Gardening Magazine

The Net Effect

By Mwillis
My garden is mostly covered in nets now. Not beautiful, but necessary. I am beginning to notice Cabbage White butterflies in significant quantities now, and I know that if any brassicas are left unprotected the butterflies will find them and lay their eggs on them, leading in due course to a plague of caterpillars that would make short work of my few plants.
At the weekend I erected this net over my cabbages. It is supported by flexible plastic hoops, and pegged to the soil with wire staples.
The Net effect
I also made this "quarantine area" for my PSB seedlings, which are awaiting their turn to be planted (which will come when the Broad Beans are finished).

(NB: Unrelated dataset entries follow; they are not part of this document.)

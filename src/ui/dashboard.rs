//! Profile summary shown once onboarding is complete

use crate::app::App;
use crate::state::Role;
use crate::store::Document;
use ratatui::{
    layout::{Constraint, Direction, Layout, Rect},
    style::{Color, Modifier, Style},
    text::{Line, Span},
    widgets::{Block, Borders, Paragraph, Wrap},
    Frame,
};
use serde_json::Value;

const FARMER_ROWS: &[(&str, &str)] = &[
    ("Name", "name"),
    ("Mobile", "mobile"),
    ("Language", "language"),
    ("State", "state"),
    ("District", "district"),
    ("Village", "village"),
    ("Pincode", "pincode"),
    ("Soil Type", "soilType"),
    ("Crops", "crops"),
    ("Land Size (acres)", "landSize"),
];

const MANUFACTURER_ROWS: &[(&str, &str)] = &[
    ("Name", "name"),
    ("Mobile", "mobileNumber"),
    ("Business", "businessName"),
    ("Business Type", "businessType"),
    ("GST Number", "gstNumber"),
    ("State", "state"),
    ("District", "district"),
    ("City", "city"),
    ("Pincode", "pincode"),
    ("Stubble Types", "stubbleTypes"),
    ("Monthly Requirement (tons)", "monthlyRequirement"),
];

fn format_value(value: Option<&Value>) -> String {
    match value {
        Some(Value::String(s)) if !s.is_empty() => s.clone(),
        Some(Value::Number(n)) => n.to_string(),
        Some(Value::Array(items)) if !items.is_empty() => items
            .iter()
            .filter_map(Value::as_str)
            .collect::<Vec<_>>()
            .join(", "),
        _ => "-".to_string(),
    }
}

/// Label and rendered value for each summary row of the role
fn profile_rows(role: Role, profile: &Document) -> Vec<(&'static str, String)> {
    let rows = match role {
        Role::Farmer => FARMER_ROWS,
        Role::Manufacturer => MANUFACTURER_ROWS,
    };
    rows.iter()
        .map(|(label, key)| (*label, format_value(profile.get(*key))))
        .collect()
}

pub fn draw(frame: &mut Frame, area: Rect, app: &App) {
    let Some(session) = app.state.session.as_ref() else {
        return;
    };
    let role = session.role.unwrap_or_default();

    let chunks = Layout::default()
        .direction(Direction::Vertical)
        .constraints([Constraint::Length(3), Constraint::Min(0)])
        .split(area);

    let header = Paragraph::new(vec![
        Line::from(Span::styled(
            format!("{} Dashboard", role.label()),
            Style::default()
                .fg(Color::Cyan)
                .add_modifier(Modifier::BOLD),
        )),
        Line::from(Span::styled(
            session.email.as_str(),
            Style::default().fg(Color::Gray),
        )),
    ]);
    frame.render_widget(header, chunks[0]);

    let block = Block::default()
        .title(" Your Profile ")
        .borders(Borders::ALL)
        .border_style(Style::default().fg(Color::DarkGray));

    let Some(profile) = app.state.profile.as_ref() else {
        let empty = Paragraph::new("No profile saved yet.\nPress 'e' to complete your profile.")
            .style(Style::default().fg(Color::DarkGray))
            .block(block);
        frame.render_widget(empty, chunks[1]);
        return;
    };

    let label_width = profile_rows(role, profile)
        .iter()
        .map(|(label, _)| label.len())
        .max()
        .unwrap_or(0);
    let lines: Vec<Line> = profile_rows(role, profile)
        .into_iter()
        .map(|(label, value)| {
            Line::from(vec![
                Span::styled(
                    format!("{label:<label_width$}  "),
                    Style::default().fg(Color::DarkGray),
                ),
                Span::raw(value),
            ])
        })
        .collect();

    frame.render_widget(
        Paragraph::new(lines)
            .wrap(Wrap { trim: false })
            .block(block),
        chunks[1],
    );
}
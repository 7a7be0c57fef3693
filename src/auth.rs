//! Login, signup and password reset flows with role-aware routing

use crate::error::AuthError;
use crate::profile::{is_complete, timestamp, USERS};
use crate::state::forms::{AuthForm, AuthMode};
use crate::state::{Role, Session, View};
use crate::store::{AuthProvider, Document, DocumentStore};
use chrono::Utc;
use serde_json::{json, Value};

/// Where a successful flow lands, plus the notice to show
#[derive(Debug, Clone, PartialEq, Eq)]
pub struct AuthOutcome {
    pub session: Session,
    pub view: View,
    pub notice: String,
}

fn is_admin_email(email: &str, admin_email: &str) -> bool {
    email.trim().eq_ignore_ascii_case(admin_email.trim())
}

fn validated(form: &AuthForm) -> Result<(), AuthError> {
    match form.first_error() {
        Some(message) => Err(AuthError::Invalid(message)),
        None => Ok(()),
    }
}

async fn find_user(
    store: &dyn DocumentStore,
    email: &str,
) -> Result<Option<(String, Document)>, AuthError> {
    let mut found = store
        .find_by_field(USERS, "email", &Value::String(email.to_string()))
        .await?;
    Ok(found.pop())
}

fn registered_role(user: &Document) -> Option<Role> {
    user.get("role").and_then(Value::as_str).and_then(Role::parse)
}

fn display_name(user: &Document) -> &str {
    user.get("name")
        .or_else(|| user.get("displayName"))
        .and_then(Value::as_str)
        .unwrap_or("")
}

/// Sign in with the role selected on the form
pub async fn login(
    auth: &dyn AuthProvider,
    store: &dyn DocumentStore,
    form: &AuthForm,
    admin_email: &str,
) -> Result<AuthOutcome, AuthError> {
    validated(form)?;
    let email = form.email.as_text().trim();
    let password = form.password.as_text();

    if is_admin_email(email, admin_email) {
        let identity = auth.sign_in(email, password).await?;
        tracing::info!("Administrator signed in");
        return Ok(AuthOutcome {
            session: Session {
                uid: identity.uid,
                email: identity.email,
                role: None,
            },
            view: View::Admin,
            notice: "Welcome Admin!".to_string(),
        });
    }

    let Some((_, user)) = find_user(store, email).await? else {
        return Err(AuthError::UserNotFound);
    };
    let selected = form.role;
    match registered_role(&user) {
        Some(registered) if registered != selected => {
            return Err(AuthError::RoleMismatch {
                registered: registered.to_string(),
                requested: selected.to_string(),
            });
        }
        _ => {}
    }

    let identity = auth.sign_in(email, password).await.map_err(|e| {
        tracing::warn!("Sign-in failed for {email}: {e}");
        e
    })?;
    tracing::info!("{selected} {} signed in", identity.uid);

    let view = if is_complete(&user) {
        View::Dashboard
    } else {
        View::Wizard
    };
    Ok(AuthOutcome {
        notice: format!("Welcome back, {}!", display_name(&user)),
        session: Session {
            uid: identity.uid,
            email: identity.email,
            role: Some(selected),
        },
        view,
    })
}

/// Create an account for the selected role and start onboarding.
/// Signing up with the administrator email only provisions the account.
pub async fn signup(
    auth: &dyn AuthProvider,
    store: &dyn DocumentStore,
    form: &AuthForm,
    admin_email: &str,
) -> Result<AuthOutcome, AuthError> {
    validated(form)?;
    let name = form.name.as_text().trim();
    let email = form.email.as_text().trim();
    let role = form.role;

    if is_admin_email(email, admin_email) {
        let identity = auth.create_account(email, form.password.as_text()).await?;
        tracing::info!("Administrator account created");
        return Ok(AuthOutcome {
            session: Session {
                uid: identity.uid,
                email: identity.email,
                role: None,
            },
            view: View::Admin,
            notice: "Welcome Admin!".to_string(),
        });
    }

    if let Some((_, existing)) = find_user(store, email).await? {
        let role = registered_role(&existing).unwrap_or(role);
        return Err(AuthError::AlreadyRegistered {
            role: role.to_string(),
        });
    }

    let identity = auth.create_account(email, form.password.as_text()).await?;
    let stamp = timestamp(Utc::now());
    let mut user = Document::new();
    user.insert("name".to_string(), json!(name));
    user.insert("email".to_string(), json!(email));
    user.insert("role".to_string(), json!(role));
    user.insert("profileComplete".to_string(), json!(false));
    user.insert("createdAt".to_string(), json!(stamp));
    user.insert("updatedAt".to_string(), json!(stamp));
    store.set(USERS, &identity.uid, user, true).await?;
    tracing::info!("Created {role} account {}", identity.uid);

    Ok(AuthOutcome {
        session: Session {
            uid: identity.uid,
            email: identity.email,
            role: Some(role),
        },
        view: View::Wizard,
        notice: format!("Welcome {name}! Please complete your {role} profile."),
    })
}

/// Request a password reset; returns the confirmation notice
pub async fn reset_password(
    auth: &dyn AuthProvider,
    store: &dyn DocumentStore,
    form: &AuthForm,
) -> Result<String, AuthError> {
    if form.mode != AuthMode::Reset {
        return Err(AuthError::Invalid("Not on the reset screen".to_string()));
    }
    validated(form)?;
    let email = form.email.as_text().trim();
    if find_user(store, email).await?.is_none() {
        return Err(AuthError::UserNotFound);
    }
    auth.send_password_reset(email).await?;
    Ok("Password reset link sent to your email".to_string())
}

/// Route a resumed session: administrators to moderation, complete
/// profiles to the dashboard, everyone else to onboarding.
pub async fn landing_view(store: &dyn DocumentStore, session: &Session) -> Result<View, AuthError> {
    if session.is_admin() {
        return Ok(View::Admin);
    }
    let user = store.get(USERS, &session.uid).await?;
    Ok(match user {
        Some(user) if is_complete(&user) => View::Dashboard,
        _ => View::Wizard,
    })
}

/// Rebuild a session for the identity the provider still holds
pub async fn resume_session(
    auth: &dyn AuthProvider,
    store: &dyn DocumentStore,
    admin_email: &str,
) -> Result<Option<Session>, AuthError> {
    let Some(identity) = auth.current_user() else {
        return Ok(None);
    };
    if is_admin_email(&identity.email, admin_email) {
        return Ok(Some(Session {
            uid: identity.uid,
            email: identity.email,
            role: None,
        }));
    }
    let role = store
        .get(USERS, &identity.uid)
        .await?
        .as_ref()
        .and_then(registered_role);
    Ok(role.map(|role| Session {
        uid: identity.uid,
        email: identity.email,
        role: Some(role),
    }))
}

pub async fn logout(auth: &dyn AuthProvider) -> Result<(), AuthError> {
    auth.sign_out().await?;
    tracing::info!("Signed out");
    Ok(())
}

It consists of the frame of one of my mini-greenhouses with some netting draped over the top and held in place with clothes-pegs. It doesn't need to be anything fancy, because it only has to last a week or ten days.
The Net effect
Elsewhere, the Blueberries are also protected by a net. You can see that the berries are colouring-up as they ripen, and I'm sure that the Blackbirds will have noticed this too! Without netting, these berries would disappear very rapidly. The Blackbirds are less fussy than we humans are, and will often pinch berries that are very under-ripe by our standards, so that they can get in before us.
The Net effect
Then of course there are the Brussels Sprouts:
The Net effect
And the Carrots and Parsnips. Will those Parsnips ever stop getting taller??? It was only the other day I raised their Enviromesh cover by about two feet, and now it looks as if I need to do it again! It's a good job I bought a huge piece of mesh.
The Net effectThese days I don't think I would manage to get a viable crop of anything if I didn't have nets. It makes me wonder what I did before I had them, since it is only relatively recently that I started using them. I suppose in the "old days" I would have been less demanding, and perhaps happier with a small (and often damaged) crop.